◆ **Data in this exercise**:
use rust_decimal::Decimal;
use serde::{Deserialize, Serialize};

use crate::engine::TaxEngine;
use crate::types::*;
use crate::TaxEngineResult;

#[derive(Debug, Clone, Copy, PartialEq, Eq, Serialize, Deserialize)]
#[serde(rename_all = "SCREAMING_SNAKE_CASE")]
pub enum NetPosition {
    Payable,
    Credit,
}

/// Period VAT netted to either an amount due or a credit to carry forward.
#[derive(Debug, Clone, PartialEq, Serialize, Deserialize)]
pub struct VatReturnPosition {
    pub sales_vat: Money,
    pub purchases_vat: Money,
    pub previous_credit: Money,
    pub net_vat: Money,
    pub vat_payable: Money,
    pub vat_credit: Money,
    pub position: NetPosition,
}

#[derive(Debug, Clone, Serialize, Deserialize)]
pub struct VatReturnInput {
    pub sales_vat: Money,
    pub purchases_vat: Money,
    #[serde(default)]
    pub previous_credit: Money,
}

/// `net = sales - purchases - previous credit`; a positive net is payable,
/// anything else becomes a credit of `|net|`.
///
/// All three figures are magnitudes: a negative one is rejected with
/// `InvalidInput` naming the field, so corrections must be folded into the
/// sales or purchases totals before netting.
pub fn calculate_vat_return(
    sales_vat: Money,
    purchases_vat: Money,
    previous_credit: Money,
) -> TaxEngineResult<VatReturnPosition> {
    require_non_negative("sales_vat", sales_vat)?;
    require_non_negative("purchases_vat", purchases_vat)?;
    require_non_negative("previous_credit", previous_credit)?;

    let net_vat = sales_vat
        .checked_sub(purchases_vat)
        .and_then(|net| net.checked_sub(previous_credit))
        .map(|net| net.normalize())
        .ok_or_else(|| too_large("previous_credit"))?;
    let (vat_payable, vat_credit, position) = if net_vat > Decimal::ZERO {
        (net_vat, Decimal::ZERO, NetPosition::Payable)
    } else {
        (Decimal::ZERO, net_vat.abs(), NetPosition::Credit)
    };

    Ok(VatReturnPosition {
        sales_vat,
        purchases_vat,
        previous_credit,
        net_vat,
        vat_payable,
        vat_credit,
        position,
    })
}

pub fn compute_vat_return(
    engine: &TaxEngine,
    input: &VatReturnInput,
) -> TaxEngineResult<ComputationOutput<VatReturnPosition>> {
    let result = calculate_vat_return(input.sales_vat, input.purchases_vat, input.previous_credit)?;

    let mut warnings = Vec::new();
    if result.net_vat.is_zero() {
        warnings.push("Output and input VAT net to exactly zero; nothing payable or carried.".to_string());
    } else if result.position == NetPosition::Credit {
        warnings.push(format!(
            "Credit of {} carries forward to the next period.",
            result.vat_credit
        ));
    }

    let assumptions = serde_json::json!({
        "sales_vat": input.sales_vat.to_string(),
        "purchases_vat": input.purchases_vat.to_string(),
        "previous_credit": input.previous_credit.to_string(),
    });

    Ok(with_metadata(
        "VAT return netting: sales VAT less purchases VAT less brought-forward credit",
        &assumptions,
        warnings,
        engine.jurisdiction(),
        result,
    ))
}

◆ **Exercise directions**:
Transcribe the material above in its entirety. Match it exactly.

◆ **Solved exercise**:
use rust_decimal::Decimal;
use serde::{Deserialize, Serialize};

use crate::engine::TaxEngine;
use crate::types::*;
use crate::TaxEngineResult;

#[derive(Debug, Clone, Copy, PartialEq, Eq, Serialize, Deserialize)]
#[serde(rename_all = "SCREAMING_SNAKE_CASE")]
pub enum NetPosition {
    Payable,
    Credit,
}

/// Period VAT netted to either an amount due or a credit to carry forward.
#[derive(Debug, Clone, PartialEq, Serialize, Deserialize)]
pub struct VatReturnPosition {
    pub sales_vat: Money,
    pub purchases_vat: Money,
    pub previous_credit: Money,
    pub net_vat: Money,
    pub vat_payable: Money,
    pub vat_credit: Money,
    pub position: NetPosition,
}

#[derive(Debug, Clone, Serialize, Deserialize)]
pub struct VatReturnInput {
    pub sales_vat: Money,
    pub purchases_vat: Money,
    #[serde(default)]
    pub previous_credit: Money,
}

/// `net = sales - purchases - previous credit`; a positive net is payable,
/// anything else becomes a credit of `|net|`.
///
/// All three figures are magnitudes: a negative one is rejected with
/// `InvalidInput` naming the field, so corrections must be folded into the
/// sales or purchases totals before netting.
pub fn calculate_vat_return(
    sales_vat: Money,
    purchases_vat: Money,
    previous_credit: Money,
) -> TaxEngineResult<VatReturnPosition> {
    require_non_negative("sales_vat", sales_vat)?;
    require_non_negative("purchases_vat", purchases_vat)?;
    require_non_negative("previous_credit", previous_credit)?;

    let net_vat = sales_vat
        .checked_sub(purchases_vat)
        .and_then(|net| net.checked_sub(previous_credit))
        .map(|net| net.normalize())
        .ok_or_else(|| too_large("previous_credit"))?;
    let (vat_payable, vat_credit, position) = if net_vat > Decimal::ZERO {
        (net_vat, Decimal::ZERO, NetPosition::Payable)
    } else {
        (Decimal::ZERO, net_vat.abs(), NetPosition::Credit)
    };

    Ok(VatReturnPosition {
        sales_vat,
        purchases_vat,
        previous_credit,
        net_vat,
        vat_payable,
        vat_credit,
        position,
    })
}

pub fn compute_vat_return(
    engine: &TaxEngine,
    input: &VatReturnInput,
) -> TaxEngineResult<ComputationOutput<VatReturnPosition>> {
    let result = calculate_vat_return(input.sales_vat, input.purchases_vat, input.previous_credit)?;

    let mut warnings = Vec::new();
    if result.net_vat.is_zero() {
        warnings.push("Output and input VAT net to exactly zero; nothing payable or carried.".to_string());
    } else if result.position == NetPosition::Credit {
        warnings.push(format!(
            "Credit of {} carries forward to the next period.",
            result.vat_credit
        ));
    }

    let assumptions = serde_json::json!({
        "sales_vat": input.sales_vat.to_string(),
        "purchases_vat": input.purchases_vat.to_string(),
        "previous_credit": input.previous_credit.to_string(),
    });

    Ok(with_metadata(
        "VAT return netting: sales VAT less purchases VAT less brought-forward credit",
        &assumptions,
        warnings,
        engine.jurisdiction(),
        result,
    ))
}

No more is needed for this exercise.